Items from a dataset

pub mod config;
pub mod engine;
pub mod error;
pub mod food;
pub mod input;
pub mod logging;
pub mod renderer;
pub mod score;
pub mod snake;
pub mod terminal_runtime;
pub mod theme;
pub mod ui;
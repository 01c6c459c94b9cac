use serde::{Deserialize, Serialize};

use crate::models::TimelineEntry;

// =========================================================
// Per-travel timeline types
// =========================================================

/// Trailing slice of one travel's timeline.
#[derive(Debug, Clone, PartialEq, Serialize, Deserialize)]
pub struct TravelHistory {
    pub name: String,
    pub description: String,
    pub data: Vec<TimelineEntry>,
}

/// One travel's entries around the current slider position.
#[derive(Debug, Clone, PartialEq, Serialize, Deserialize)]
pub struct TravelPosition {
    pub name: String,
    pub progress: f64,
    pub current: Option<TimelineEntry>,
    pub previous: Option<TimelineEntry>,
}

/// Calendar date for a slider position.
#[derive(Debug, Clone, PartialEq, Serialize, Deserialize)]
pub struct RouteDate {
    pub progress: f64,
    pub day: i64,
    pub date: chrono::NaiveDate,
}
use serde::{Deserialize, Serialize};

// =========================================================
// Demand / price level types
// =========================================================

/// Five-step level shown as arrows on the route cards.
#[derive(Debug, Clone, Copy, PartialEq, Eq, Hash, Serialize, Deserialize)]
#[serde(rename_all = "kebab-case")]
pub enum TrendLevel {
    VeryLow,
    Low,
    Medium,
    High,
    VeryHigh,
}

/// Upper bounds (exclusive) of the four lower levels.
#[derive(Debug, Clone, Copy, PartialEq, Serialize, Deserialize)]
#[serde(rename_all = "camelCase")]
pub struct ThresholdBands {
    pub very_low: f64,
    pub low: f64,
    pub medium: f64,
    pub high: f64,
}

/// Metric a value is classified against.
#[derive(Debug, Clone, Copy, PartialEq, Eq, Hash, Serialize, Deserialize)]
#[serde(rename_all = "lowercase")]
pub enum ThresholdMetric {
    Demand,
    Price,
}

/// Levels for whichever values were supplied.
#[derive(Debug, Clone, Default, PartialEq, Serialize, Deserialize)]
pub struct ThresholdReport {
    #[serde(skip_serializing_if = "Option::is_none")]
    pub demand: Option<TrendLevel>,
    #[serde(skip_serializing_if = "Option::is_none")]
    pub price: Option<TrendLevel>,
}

...

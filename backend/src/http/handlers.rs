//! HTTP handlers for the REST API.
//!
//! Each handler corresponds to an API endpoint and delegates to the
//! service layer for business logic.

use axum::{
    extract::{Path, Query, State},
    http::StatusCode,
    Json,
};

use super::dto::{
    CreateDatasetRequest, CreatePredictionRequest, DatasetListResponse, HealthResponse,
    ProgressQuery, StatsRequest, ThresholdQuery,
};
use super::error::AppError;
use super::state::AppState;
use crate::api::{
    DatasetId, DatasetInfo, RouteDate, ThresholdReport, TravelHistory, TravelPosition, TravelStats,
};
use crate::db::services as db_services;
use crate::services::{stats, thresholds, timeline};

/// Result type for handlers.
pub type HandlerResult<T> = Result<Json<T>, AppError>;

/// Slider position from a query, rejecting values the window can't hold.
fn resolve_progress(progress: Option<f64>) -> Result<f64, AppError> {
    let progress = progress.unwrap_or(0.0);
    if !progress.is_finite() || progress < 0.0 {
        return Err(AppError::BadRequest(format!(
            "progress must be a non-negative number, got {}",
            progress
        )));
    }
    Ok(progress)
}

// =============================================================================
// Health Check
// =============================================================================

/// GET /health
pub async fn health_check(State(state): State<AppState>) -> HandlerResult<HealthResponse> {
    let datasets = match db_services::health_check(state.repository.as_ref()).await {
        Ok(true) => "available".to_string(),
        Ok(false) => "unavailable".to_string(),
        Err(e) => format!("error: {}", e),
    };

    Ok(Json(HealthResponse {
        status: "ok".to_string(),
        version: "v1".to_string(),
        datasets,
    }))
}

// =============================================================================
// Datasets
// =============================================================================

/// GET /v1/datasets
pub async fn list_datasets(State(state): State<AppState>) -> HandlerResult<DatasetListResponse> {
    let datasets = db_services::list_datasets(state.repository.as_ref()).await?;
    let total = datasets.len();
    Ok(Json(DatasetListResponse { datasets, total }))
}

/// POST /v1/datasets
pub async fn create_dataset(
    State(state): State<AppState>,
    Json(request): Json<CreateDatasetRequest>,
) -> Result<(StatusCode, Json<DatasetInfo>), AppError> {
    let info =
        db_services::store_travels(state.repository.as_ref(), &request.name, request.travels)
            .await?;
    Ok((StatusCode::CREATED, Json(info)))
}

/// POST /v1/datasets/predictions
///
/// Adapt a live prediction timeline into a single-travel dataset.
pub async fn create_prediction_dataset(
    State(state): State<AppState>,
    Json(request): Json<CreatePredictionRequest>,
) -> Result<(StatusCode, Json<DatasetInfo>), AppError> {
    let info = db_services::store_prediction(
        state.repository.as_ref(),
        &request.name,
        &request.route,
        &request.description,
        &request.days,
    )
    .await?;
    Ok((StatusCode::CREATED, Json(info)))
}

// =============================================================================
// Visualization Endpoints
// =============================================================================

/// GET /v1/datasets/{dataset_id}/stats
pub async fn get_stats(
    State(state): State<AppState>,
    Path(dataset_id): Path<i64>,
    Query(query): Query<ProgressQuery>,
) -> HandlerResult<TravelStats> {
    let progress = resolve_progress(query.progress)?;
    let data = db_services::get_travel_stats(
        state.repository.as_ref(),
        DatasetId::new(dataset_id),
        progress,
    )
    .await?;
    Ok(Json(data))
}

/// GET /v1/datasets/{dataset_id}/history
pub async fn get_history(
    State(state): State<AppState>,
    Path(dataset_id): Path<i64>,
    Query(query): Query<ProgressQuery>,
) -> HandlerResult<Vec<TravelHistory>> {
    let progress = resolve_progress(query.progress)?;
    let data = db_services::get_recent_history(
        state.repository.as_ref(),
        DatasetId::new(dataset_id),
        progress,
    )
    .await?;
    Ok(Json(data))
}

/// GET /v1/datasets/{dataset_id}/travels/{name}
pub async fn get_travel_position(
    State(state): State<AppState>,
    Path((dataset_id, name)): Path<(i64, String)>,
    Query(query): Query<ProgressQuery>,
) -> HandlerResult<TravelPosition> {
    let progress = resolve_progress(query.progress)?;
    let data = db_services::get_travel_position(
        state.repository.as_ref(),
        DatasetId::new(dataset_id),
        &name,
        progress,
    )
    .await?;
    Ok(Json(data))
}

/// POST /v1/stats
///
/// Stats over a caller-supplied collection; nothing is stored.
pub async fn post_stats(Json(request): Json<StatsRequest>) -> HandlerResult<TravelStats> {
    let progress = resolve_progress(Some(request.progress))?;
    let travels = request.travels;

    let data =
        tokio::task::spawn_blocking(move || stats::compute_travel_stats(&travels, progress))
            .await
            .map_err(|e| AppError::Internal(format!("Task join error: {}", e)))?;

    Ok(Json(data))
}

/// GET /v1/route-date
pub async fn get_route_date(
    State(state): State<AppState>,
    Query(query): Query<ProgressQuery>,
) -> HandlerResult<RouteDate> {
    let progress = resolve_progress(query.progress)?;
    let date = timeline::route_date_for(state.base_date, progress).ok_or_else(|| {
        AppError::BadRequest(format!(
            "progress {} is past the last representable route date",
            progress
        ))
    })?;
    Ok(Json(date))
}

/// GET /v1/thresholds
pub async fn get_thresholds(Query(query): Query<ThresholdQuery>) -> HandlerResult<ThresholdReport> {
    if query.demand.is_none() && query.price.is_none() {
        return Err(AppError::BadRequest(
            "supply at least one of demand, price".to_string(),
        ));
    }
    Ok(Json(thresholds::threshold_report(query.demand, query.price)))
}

---

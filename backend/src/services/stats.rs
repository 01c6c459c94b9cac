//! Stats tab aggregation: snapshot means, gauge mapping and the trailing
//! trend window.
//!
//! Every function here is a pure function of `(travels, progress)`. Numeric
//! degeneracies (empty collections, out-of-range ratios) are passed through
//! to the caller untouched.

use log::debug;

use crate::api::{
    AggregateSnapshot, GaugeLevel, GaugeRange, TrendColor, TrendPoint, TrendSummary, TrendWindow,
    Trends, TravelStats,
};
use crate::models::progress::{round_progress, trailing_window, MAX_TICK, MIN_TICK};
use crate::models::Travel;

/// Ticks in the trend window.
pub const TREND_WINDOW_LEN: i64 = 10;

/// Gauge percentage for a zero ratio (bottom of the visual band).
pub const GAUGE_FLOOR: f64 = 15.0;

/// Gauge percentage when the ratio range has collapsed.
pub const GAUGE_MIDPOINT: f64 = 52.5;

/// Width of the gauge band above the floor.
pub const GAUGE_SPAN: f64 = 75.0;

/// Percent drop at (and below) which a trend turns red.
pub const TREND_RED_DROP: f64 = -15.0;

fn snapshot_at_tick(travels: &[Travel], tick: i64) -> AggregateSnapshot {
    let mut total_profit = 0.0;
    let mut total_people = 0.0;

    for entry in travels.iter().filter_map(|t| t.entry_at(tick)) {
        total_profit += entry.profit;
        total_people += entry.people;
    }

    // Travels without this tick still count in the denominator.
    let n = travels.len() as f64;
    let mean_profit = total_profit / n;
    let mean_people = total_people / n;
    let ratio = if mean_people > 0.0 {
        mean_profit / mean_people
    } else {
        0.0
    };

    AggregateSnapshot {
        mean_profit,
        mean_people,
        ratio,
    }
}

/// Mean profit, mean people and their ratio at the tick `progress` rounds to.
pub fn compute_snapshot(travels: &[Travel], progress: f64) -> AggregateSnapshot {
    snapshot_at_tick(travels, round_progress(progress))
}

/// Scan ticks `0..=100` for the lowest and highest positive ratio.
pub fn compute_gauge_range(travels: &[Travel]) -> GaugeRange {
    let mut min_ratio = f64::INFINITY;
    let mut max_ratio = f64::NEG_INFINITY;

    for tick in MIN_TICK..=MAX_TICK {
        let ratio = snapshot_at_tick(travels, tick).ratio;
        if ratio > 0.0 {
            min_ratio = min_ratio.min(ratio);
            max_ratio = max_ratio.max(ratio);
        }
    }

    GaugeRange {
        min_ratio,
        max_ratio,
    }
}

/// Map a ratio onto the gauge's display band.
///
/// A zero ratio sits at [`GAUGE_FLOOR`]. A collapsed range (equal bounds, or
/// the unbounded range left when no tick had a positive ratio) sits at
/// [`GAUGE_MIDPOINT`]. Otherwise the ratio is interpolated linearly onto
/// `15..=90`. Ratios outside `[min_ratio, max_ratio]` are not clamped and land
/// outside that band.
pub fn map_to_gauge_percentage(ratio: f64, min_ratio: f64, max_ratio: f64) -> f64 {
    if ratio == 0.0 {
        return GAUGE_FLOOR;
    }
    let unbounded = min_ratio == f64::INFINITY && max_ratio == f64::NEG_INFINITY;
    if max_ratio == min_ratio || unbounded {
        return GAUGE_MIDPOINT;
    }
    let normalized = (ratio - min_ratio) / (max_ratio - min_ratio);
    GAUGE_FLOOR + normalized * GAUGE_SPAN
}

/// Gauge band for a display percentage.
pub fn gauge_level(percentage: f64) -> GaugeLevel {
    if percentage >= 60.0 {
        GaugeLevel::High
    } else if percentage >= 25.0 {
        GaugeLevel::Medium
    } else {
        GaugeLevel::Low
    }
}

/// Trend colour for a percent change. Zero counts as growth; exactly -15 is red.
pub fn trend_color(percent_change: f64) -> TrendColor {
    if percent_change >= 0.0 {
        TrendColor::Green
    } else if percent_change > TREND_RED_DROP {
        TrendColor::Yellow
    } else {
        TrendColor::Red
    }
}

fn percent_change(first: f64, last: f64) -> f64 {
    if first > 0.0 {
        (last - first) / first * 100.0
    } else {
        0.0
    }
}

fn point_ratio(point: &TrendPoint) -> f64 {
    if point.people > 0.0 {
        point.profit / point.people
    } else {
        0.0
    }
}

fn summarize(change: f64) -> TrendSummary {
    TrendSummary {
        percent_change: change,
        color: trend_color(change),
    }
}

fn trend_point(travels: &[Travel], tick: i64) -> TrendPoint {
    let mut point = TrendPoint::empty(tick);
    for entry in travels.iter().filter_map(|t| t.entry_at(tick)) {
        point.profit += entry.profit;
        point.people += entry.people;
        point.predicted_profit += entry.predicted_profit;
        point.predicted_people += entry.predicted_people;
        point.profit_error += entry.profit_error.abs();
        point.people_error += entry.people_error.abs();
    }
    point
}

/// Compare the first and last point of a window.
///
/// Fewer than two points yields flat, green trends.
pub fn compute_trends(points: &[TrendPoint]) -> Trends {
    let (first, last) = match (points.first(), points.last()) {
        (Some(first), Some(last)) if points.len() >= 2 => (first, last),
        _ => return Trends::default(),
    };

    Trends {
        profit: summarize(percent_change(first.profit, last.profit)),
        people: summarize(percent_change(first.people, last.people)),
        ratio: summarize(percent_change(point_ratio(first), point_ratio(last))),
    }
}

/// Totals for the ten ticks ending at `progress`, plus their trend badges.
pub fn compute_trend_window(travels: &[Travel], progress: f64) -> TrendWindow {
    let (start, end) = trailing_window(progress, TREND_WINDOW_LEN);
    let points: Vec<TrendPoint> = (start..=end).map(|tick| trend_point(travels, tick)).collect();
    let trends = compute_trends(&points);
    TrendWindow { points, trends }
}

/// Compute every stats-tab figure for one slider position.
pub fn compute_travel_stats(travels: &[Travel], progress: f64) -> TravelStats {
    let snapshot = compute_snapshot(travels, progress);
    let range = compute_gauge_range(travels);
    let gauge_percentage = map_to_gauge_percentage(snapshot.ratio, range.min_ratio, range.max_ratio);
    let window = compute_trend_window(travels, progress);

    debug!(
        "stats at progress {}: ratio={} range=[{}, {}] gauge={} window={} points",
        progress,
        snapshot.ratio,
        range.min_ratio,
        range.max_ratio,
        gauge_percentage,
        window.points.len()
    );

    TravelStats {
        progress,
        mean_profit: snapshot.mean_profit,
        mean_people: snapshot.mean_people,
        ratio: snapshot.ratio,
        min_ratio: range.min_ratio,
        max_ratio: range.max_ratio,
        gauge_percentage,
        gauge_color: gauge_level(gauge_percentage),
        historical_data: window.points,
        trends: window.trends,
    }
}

▸ What you should do: From the records above, repeat exactly the lines from the one with "pub mod config;" through the one with "is classified against.", both included.

▸ Problem solution:
pub mod config;
pub mod engine;
pub mod error;
pub mod food;
pub mod input;
pub mod logging;
pub mod renderer;
pub mod score;
pub mod snake;
pub mod terminal_runtime;
pub mod theme;
pub mod ui;
repository 01c6c459c94b9cac
use serde::{Deserialize, Serialize};

use crate::models::TimelineEntry;

// =========================================================
// Per-travel timeline types
// =========================================================

/// Trailing slice of one travel's timeline.
#[derive(Debug, Clone, PartialEq, Serialize, Deserialize)]
pub struct TravelHistory {
    pub name: String,
    pub description: String,
    pub data: Vec<TimelineEntry>,
}

/// One travel's entries around the current slider position.
#[derive(Debug, Clone, PartialEq, Serialize, Deserialize)]
pub struct TravelPosition {
    pub name: String,
    pub progress: f64,
    pub current: Option<TimelineEntry>,
    pub previous: Option<TimelineEntry>,
}

/// Calendar date for a slider position.
#[derive(Debug, Clone, PartialEq, Serialize, Deserialize)]
pub struct RouteDate {
    pub progress: f64,
    pub day: i64,
    pub date: chrono::NaiveDate,
}
use serde::{Deserialize, Serialize};

// =========================================================
// Demand / price level types
// =========================================================

/// Five-step level shown as arrows on the route cards.
#[derive(Debug, Clone, Copy, PartialEq, Eq, Hash, Serialize, Deserialize)]
#[serde(rename_all = "kebab-case")]
pub enum TrendLevel {
    VeryLow,
    Low,
    Medium,
    High,
    VeryHigh,
}

/// Upper bounds (exclusive) of the four lower levels.
#[derive(Debug, Clone, Copy, PartialEq, Serialize, Deserialize)]
#[serde(rename_all = "camelCase")]
pub struct ThresholdBands {
    pub very_low: f64,
    pub low: f64,
    pub medium: f64,
    pub high: f64,
}

/// Metric a value is classified against.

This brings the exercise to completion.